Primary FL Cell Isolation and Culture

Lymph nodes were obtained from 19 patients at the Department of Hematology (IUCT, Toulouse, France), who were diagnosed between 2010 and 2014 with FL (Grade I to III-a according to the WHO classification), and who had not received prior therapy (26). The healthy specimens (reactive lymph node, n = 7 or normal tonsil, n = 10, all from CHU de Toulouse, France) were used as controls. Tissue samples were collected and processed following the standard ethical procedures of the Helsinki protocol, after obtaining written, informed consent from each donor and local ethical committee approval for the study (Comité de Protection des Personnes Sud-Ouest et Outremer II). Cell suspensions from lymph nodes were obtained by dissociating fresh tissues either mechanically either by the use of the gentleMACS™ Octo Dissociator (program m_spleen_04_01). Then, cells were washed in RPMI free medium and freezed at 10.106 cells/vial in human albumin 4%/DMSO 10%, until the anatomopathological diagnosis was performed. For experiments, cells were rapidly defrosted in warm complete medium, filtered through 70 μm nylon cell strainers, and plated at 10.106/mL in complete medium, until the experiment was performed.

Immunohistochemistry

Three-mm-thick sections of formalin-fixed and paraffin-embedded (FFPE) FL lymph node tissues were stained with an anti-NKP46 antibody (kindly gift by Pr Eric Vivier, Innate Pharma, Marseille, France). Whole slides were digitalized using Pannoramic 250 Flash II digital microscopes (3DHISTECH, Hungary) and read by a pathologist at the IUCT (Toulouse, France). IHC staining was evaluated and percent of NK cells was quantified by automated method using Tissue studio image analysis software (Definiens, Munich, Germany).

mAbs

Trastuzumab (TTZ, Herceptin), rituximab (RTX, Mabthera) and Obinutuzumab (GA101) were provided by Genentech (San Francisco, USA), Roche (Boulogne-Billancourt, France) and Roche (Zurich, Switzerland), respectively.

MALC Preparation

MALC were obtained by the hanging drop method described previously (15, 24, 25). Briefly, drops (20 μL) of 104 RL or RL-GFP cells in complete medium enriched with 1% methylcellulose (MethoCult H4230, STEMCELL Technologies, Grenoble, France) were placed onto the lid of a 24-well plate, which was then inverted over a plate containing 1 mL of medium. Hanging drop cultures were incubated for 24 h at 37°C in 5% CO2. In parallel, a layer of 1% agarose (Life Technologies, St. Aubin, France) in classical medium was added to another 24-well plate and stored for 24 h at 4°C. After 24 h, the resulting cellular aggregates were transferred to the agarose plate and cultured at 37°C in 5% CO2. MALC observation was realized under a microscope Nikon Eclipse TE200 (Nikon, Champigny sur Marne, France) at magnification ×40.

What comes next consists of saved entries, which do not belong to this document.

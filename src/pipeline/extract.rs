//! Page extraction: page count and per-page text from the PDF bytes.
//!
//! The extractor's page count is the single authoritative count for a job:
//! the worker spawns exactly that many page tasks and the artifact reports
//! exactly that many pages.
//!
//! Extraction is synchronous and CPU-bound; the worker calls it from
//! `spawn_blocking`.

use once_cell::sync::Lazy;
use pdfium_render::prelude::*;
use regex::Regex;
use tracing::{info, warn};

use crate::error::ExtractError;
use crate::pdfium;

/// The extractor's view of a document.
#[derive(Debug, Clone, Default, PartialEq, Eq)]
pub struct ExtractedDocument {
    /// Normalised text, one entry per page in page order.
    pub pages: Vec<String>,
}

impl ExtractedDocument {
    pub fn page_count(&self) -> usize {
        self.pages.len()
    }

    /// Text of 1-indexed page `page_number`.
    pub fn text(&self, page_number: usize) -> &str {
        page_number
            .checked_sub(1)
            .and_then(|i| self.pages.get(i))
            .map(String::as_str)
            .unwrap_or("")
    }
}

/// Produces page count and page text from PDF bytes.
pub trait PageExtractor: Send + Sync {
    fn extract(&self, pdf: &[u8]) -> Result<ExtractedDocument, ExtractError>;
}

/// [`PageExtractor`] backed by pdfium's text layer.
#[derive(Debug, Clone, Default)]
pub struct PdfiumExtractor {
    password: Option<String>,
}

impl PdfiumExtractor {
    pub fn new(password: Option<String>) -> Self {
        Self { password }
    }
}

impl PageExtractor for PdfiumExtractor {
    fn extract(&self, pdf: &[u8]) -> Result<ExtractedDocument, ExtractError> {
        check_magic(pdf)?;

        let pdfium = pdfium::bind().map_err(ExtractError::Engine)?;
        let document = pdfium
            .load_pdf_from_byte_slice(pdf, self.password.as_deref())
            .map_err(|e| {
                if pdfium::is_password_error(&e) {
                    if self.password.is_some() {
                        ExtractError::Malformed("wrong password".into())
                    } else {
                        ExtractError::Malformed("document is encrypted and needs a password".into())
                    }
                } else {
                    ExtractError::Malformed(format!("{:?}", e))
                }
            })?;

        let pages = document.pages();
        let total = pages.len() as usize;
        info!("PDF loaded: {} pages", total);

        let mut texts = Vec::with_capacity(total);
        for (idx, page) in pages.iter().enumerate() {
            let text = match page.text() {
                Ok(t) => normalise_text(&t.all()),
                Err(e) => {
                    // A page without a usable text layer still gets rendered.
                    warn!("Page {}: no text layer ({:?})", idx + 1, e);
                    String::new()
                }
            };
            texts.push(text);
        }

        Ok(ExtractedDocument { pages: texts })
    }
}

/// PDF headers may be preceded by junk; readers accept `%PDF-` in the first KiB.
fn check_magic(pdf: &[u8]) -> Result<(), ExtractError> {
    let window = &pdf[..pdf.len().min(1024)];
    if window.windows(5).any(|w| w == b"%PDF-") {
        return Ok(());
    }
    let mut magic = [0u8; 4];
    let n = pdf.len().min(4);
    magic[..n].copy_from_slice(&pdf[..n]);
    Err(ExtractError::Malformed(format!(
        "not a PDF (no %PDF- header; starts with {:?})",
        magic
    )))
}

// ── Text normalisation ───────────────────────────────────────────────────
//
// Rules (applied in order):
// 1. Normalise line endings (CRLF / CR → LF)
// 2. Strip invisible Unicode (zero-width spaces, BOM, soft hyphens)
// 3. Strip C0 control characters other than tab and newline
// 4. Trim trailing whitespace per line
// 5. Collapse 3+ consecutive newlines down to a single blank line
// 6. Trim leading and trailing blank lines

/// Normalise pdfium page text.
pub fn normalise_text(input: &str) -> String {
    let s = normalise_line_endings(input);
    let s = remove_invisible_chars(&s);
    let s = remove_control_chars(&s);
    let s = trim_trailing_whitespace(&s);
    let s = collapse_blank_lines(&s);
    s.trim_matches('\n').to_string()
}

fn normalise_line_endings(input: &str) -> String {
    input.replace("\r\n", "\n").replace('\r', "\n")
}

fn remove_invisible_chars(input: &str) -> String {
    input.replace(
        [
            '\u{200B}', '\u{FEFF}', '\u{00AD}', '\u{200C}', '\u{200D}', '\u{2060}',
        ],
        "",
    )
}

static RE_CONTROL: Lazy<Regex> =
    Lazy::new(|| Regex::new(r"[\x00-\x08\x0B\x0C\x0E-\x1F\x7F]").unwrap());

fn remove_control_chars(input: &str) -> String {
    RE_CONTROL.replace_all(input, "").to_string()
}

fn trim_trailing_whitespace(input: &str) -> String {
    input
        .lines()
        .map(|line| line.trim_end())
        .collect::<Vec<_>>()
        .join("\n")
}

static RE_BLANK_LINES: Lazy<Regex> = Lazy::new(|| Regex::new(r"\n{3,}").unwrap());

fn collapse_blank_lines(input: &str) -> String {
    RE_BLANK_LINES.replace_all(input, "\n\n").to_string()
}
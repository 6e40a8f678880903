use anyhow::{Context, Result};
use clap::Parser;
use indicatif::ParallelProgressIterator;
use oled_anim_lib::{Encoder, Header, Params, Path, PathBuf, RgbaImage, Source, Storage};
use rayon::iter::{IntoParallelIterator, ParallelIterator};
use std::fs;
use tracing::info;

/// Converts an image sequence into a compressed QMK OLED animation.
#[derive(Parser, Debug)]
#[command(name = "oled-anim", version, about)]
struct Cli {
    /// Path to the generated C header
    #[arg(short = 'o', default_value = "animation.h")]
    output: PathBuf,

    /// Mean RGB value a pixel has to exceed to be lit
    #[arg(short = 't', default_value_t = Params::DEFAULT_THRESHOLD)]
    threshold: u8,

    /// Store every packed value in a 9-bit field, for older firmware
    #[arg(long)]
    legacy_fields: bool,

    /// Directory of PNG frames, or an animated GIF
    input: PathBuf,
}

fn main() -> Result<()> {
    tracing_subscriber::fmt()
        .with_env_filter(
            tracing_subscriber::EnvFilter::from_default_env()
                .add_directive(tracing::Level::INFO.into()),
        )
        .init();

    let cli = Cli::parse();

    let storage = if cli.legacy_fields {
        Storage::Legacy
    } else {
        Storage::Minimal
    };

    let params = Params::new(cli.threshold, storage);
    let source = load(&cli.input)?;

    info!(frames = source.len(), input = %cli.input.display(), "loaded frames");

    let anim = Encoder::new(&params)
        .encode(source.images())
        .context("Couldn't encode animation")?;

    let stats = anim.stats();

    eprintln!("{:#?}", stats);

    match stats.compression_ratio() {
        Some(ratio) => info!("compression ratio: {:.3} to 1", ratio),
        None => info!("compression ratio: n/a"),
    }

    fs::write(&cli.output, Header::new(&anim).to_string())
        .with_context(|| format!("Couldn't write header: {}", cli.output.display()))?;

    info!(output = %cli.output.display(), bytes = stats.total_bytes(), "wrote header");

    Ok(())
}

fn load(input: &Path) -> Result<Source> {
    if Source::is_gif(input) {
        return Source::from_gif(input);
    }

    let paths = Source::paths(input)?;
    let len = paths.len();

    let images = paths
        .into_par_iter()
        .progress_count(len as u64)
        .map(Source::decode)
        .collect::<Result<Vec<RgbaImage>>>()?;

    Ok(Source::from_images(images))
}
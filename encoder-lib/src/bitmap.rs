use crate::*;
use ::image::Pixel;

/// Monochrome frame in the SSD1306 page layout: every byte holds eight
/// vertically stacked pixels (bit `z` is row `8 * page + z`), bytes are
/// ordered page by page and column by column within a page.
#[derive(Clone, Debug, PartialEq, Eq)]
pub struct Bitmap {
    width: u32,
    height: u32,
    bytes: Vec<u8>,
}

impl Bitmap {
    pub fn rasterize(img: &RgbaImage, threshold: u8) -> Result<Self> {
        let (width, height) = img.dimensions();

        if height % 8 != 0 {
            return Err(Error::InvalidHeight { height });
        }

        let mut bytes = Vec::with_capacity(Self::byte_count(width, height));

        for y in (0..height).step_by(8) {
            for x in 0..width {
                let byte = (0..8).rev().fold(0u8, |byte, z| {
                    if is_lit(img.get_pixel(x, y + z), threshold) {
                        byte | (1 << z)
                    } else {
                        byte
                    }
                });

                bytes.push(byte);
            }
        }

        Ok(Self {
            width,
            height,
            bytes,
        })
    }

    /// Builds a bitmap from bytes that are already in page layout.
    ///
    /// # Panics
    ///
    /// Panics if `height` is not a multiple of 8 or if `bytes` doesn't hold
    /// exactly `width * height / 8` bytes.
    pub fn from_pages(width: u32, height: u32, bytes: Vec<u8>) -> Self {
        assert_eq!(height % 8, 0, "height must be a multiple of 8");
        assert_eq!(bytes.len(), Self::byte_count(width, height));

        Self {
            width,
            height,
            bytes,
        }
    }

    pub fn width(&self) -> u32 {
        self.width
    }

    pub fn height(&self) -> u32 {
        self.height
    }

    pub fn dimensions(&self) -> (u32, u32) {
        (self.width, self.height)
    }

    pub fn bytes(&self) -> &[u8] {
        &self.bytes
    }

    pub fn len(&self) -> usize {
        self.bytes.len()
    }

    pub fn is_empty(&self) -> bool {
        self.bytes.is_empty()
    }

    pub fn pixel(&self, x: u32, y: u32) -> bool {
        let idx = (y / 8) * self.width + x;

        self.bytes[idx as usize] & (1 << (y % 8)) != 0
    }

    fn byte_count(width: u32, height: u32) -> usize {
        (width as usize) * (height as usize / 8)
    }
}

/// Unweighted RGB mean strictly above `threshold`; alpha is ignored.
fn is_lit(pixel: &Rgba<u8>, threshold: u8) -> bool {
    let sum: u16 = pixel.channels()[..3].iter().map(|&c| c as u16).sum();

    // mean > threshold, compared in integers so that rounding can't move the
    // boundary
    sum > 3 * threshold as u16
}
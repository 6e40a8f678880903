use thiserror::Error;

pub type Result<T, E = Error> = std::result::Result<T, E>;

#[derive(Clone, Debug, PartialEq, Eq, Error)]
pub enum Error {
    #[error("animation has no frames")]
    EmptySequence,

    #[error("frame {frame} has dimensions {found:?}, but frame 0 has {expected:?}")]
    DimensionMismatch {
        frame: usize,
        expected: (u32, u32),
        found: (u32, u32),
    },

    #[error("frame height {height} is not a multiple of 8")]
    InvalidHeight { height: u32 },

    #[error("cannot pack array: {0}")]
    DegenerateArray(Degenerate),

    #[error("frame {frame} is out of range (animation has {frame_count} frames)")]
    FrameOutOfRange { frame: usize, frame_count: usize },
}

#[derive(Clone, Debug, PartialEq, Eq, Error)]
pub enum Degenerate {
    #[error("array is empty")]
    Empty,

    #[error("value {value} does not fit in a {field_width}-bit field")]
    Overflow { value: u32, field_width: u8 },
}
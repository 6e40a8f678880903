use crate::*;

/// Array of non-negative integers stored back to back, MSB first, in
/// equally wide fields; the last byte is padded with zeros.
///
/// `bit_width` is the number of binary digits of the largest value, while
/// `field_width` is how many bits each value actually occupies - the two
/// differ only with [`Storage::Legacy`].
#[derive(Clone, Debug, PartialEq, Eq)]
pub struct PackedArray {
    bytes: Vec<u8>,
    len: usize,
    bit_width: u8,
    field_width: u8,
}

impl PackedArray {
    pub fn pack(values: &[u32], storage: Storage) -> Result<Self> {
        let max = values
            .iter()
            .copied()
            .max()
            .ok_or(Error::DegenerateArray(Degenerate::Empty))?;

        let bit_width = bit_length(max);
        let field_width = storage.field_width(bit_width);

        if bit_width > field_width {
            return Err(Error::DegenerateArray(Degenerate::Overflow {
                value: max,
                field_width,
            }));
        }

        let bits = values
            .iter()
            .flat_map(|&value| (0..field_width).rev().map(move |bit| (value >> bit) & 1 == 1));

        Ok(Self {
            bytes: serialize_bitset(bits),
            len: values.len(),
            bit_width,
            field_width,
        })
    }

    /// Extracts the `idx`-th value; cost depends only on the field width.
    pub fn get(&self, idx: usize) -> Option<u32> {
        if idx >= self.len {
            return None;
        }

        let mut bit = idx * self.field_width as usize;
        let mut value = 0;

        for _ in 0..self.field_width {
            let byte = self.bytes[bit / 8];

            value = (value << 1) | ((byte >> (7 - bit % 8)) & 1) as u32;
            bit += 1;
        }

        Some(value)
    }

    /// Same as [`Self::get()`], but for indices known to be in bounds.
    ///
    /// # Panics
    ///
    /// Panics if `idx` is out of bounds.
    pub fn at(&self, idx: usize) -> u32 {
        match self.get(idx) {
            Some(value) => value,
            None => panic!("index {} out of bounds for {} packed values", idx, self.len),
        }
    }

    pub fn iter(&self) -> impl Iterator<Item = u32> + '_ {
        (0..self.len).filter_map(move |idx| self.get(idx))
    }

    pub fn bytes(&self) -> &[u8] {
        &self.bytes
    }

    /// Number of logical values.
    pub fn len(&self) -> usize {
        self.len
    }

    pub fn is_empty(&self) -> bool {
        self.len == 0
    }

    pub fn bit_width(&self) -> u8 {
        self.bit_width
    }

    pub fn field_width(&self) -> u8 {
        self.field_width
    }
}

/// Number of binary digits of `value`; zero still needs one.
pub fn bit_length(value: u32) -> u8 {
    (32 - value.leading_zeros()).max(1) as u8
}

fn serialize_bitset(data: impl IntoIterator<Item = bool>) -> Vec<u8> {
    let data: Vec<_> = data.into_iter().collect();

    data.chunks(8)
        .map(|bits| {
            bits.iter().enumerate().fold(0u8, |byte, (bit_idx, bit)| {
                if *bit {
                    byte | (0x80 >> bit_idx)
                } else {
                    byte
                }
            })
        })
        .collect()
}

Detection of MALC Cell Death by Confocal Microscopy

MALC, realized with RL-GFP and obtained after 2 days of growth, were co-cultured with NK cells at ratio 10:1 and treated or not with mAbs at 10 μl/ml. After 4 h, 10 μL of Annexin-V –VPD450 diluted in half in adapted buffer (BD Biosciences) were added on co-cultures. After 1 h of staining, cells were fixed with 4% paraformaldehyde (PFA) overnight at room temperature. Samples were mounted in DABCO mounting medium (Sigma Aldrich, St. Quentin Fallavier, France) into silicone isolator (Invitrogen) and were examined using Zeiss LSM710 confocal microscope (Carl Zeiss, Marly Le Roi, France).

Flow Cytometry

ADCC Assay

MALC obtained after 10 days of growth, were co-cultured with NK cells in a 96-well plate at different effector:target (E:T) ratios (0.5:1 and 1:1) at 37°C and 5% CO2 in the presence of anti-CD20 mAbs at 10 μl/mL. PE-Cy5-labeled anti-CD107a or isotype controls (BD Biosciences) were added during the co-culture to assess NK cells degranulation. After 4 h of incubation, co-cultures were mechanically dissociated and labeling solution was added for 15 min at 4°C in the dark. The labeling solution was composed of CD56-PE (Miltenyi Biotec, Bergisch Gladbach, Germany), CD3-PE/Cyanine 7 (clone UCTH1, Clinisciences, Nanterre, France) and CD19-PE (IoTest®, Beckman Coulter, Marseille, France). Cells were then washed, stained with DAPI (Sigma Aldrich) and analyzed on a LSRII cytometer (BD biosciences). NK cell degranulation was determined as rate of CD107+ cells among the CD56+/CD3− population, and FL cell death was determined as rate of DAPI+ cells among the CD19+ population.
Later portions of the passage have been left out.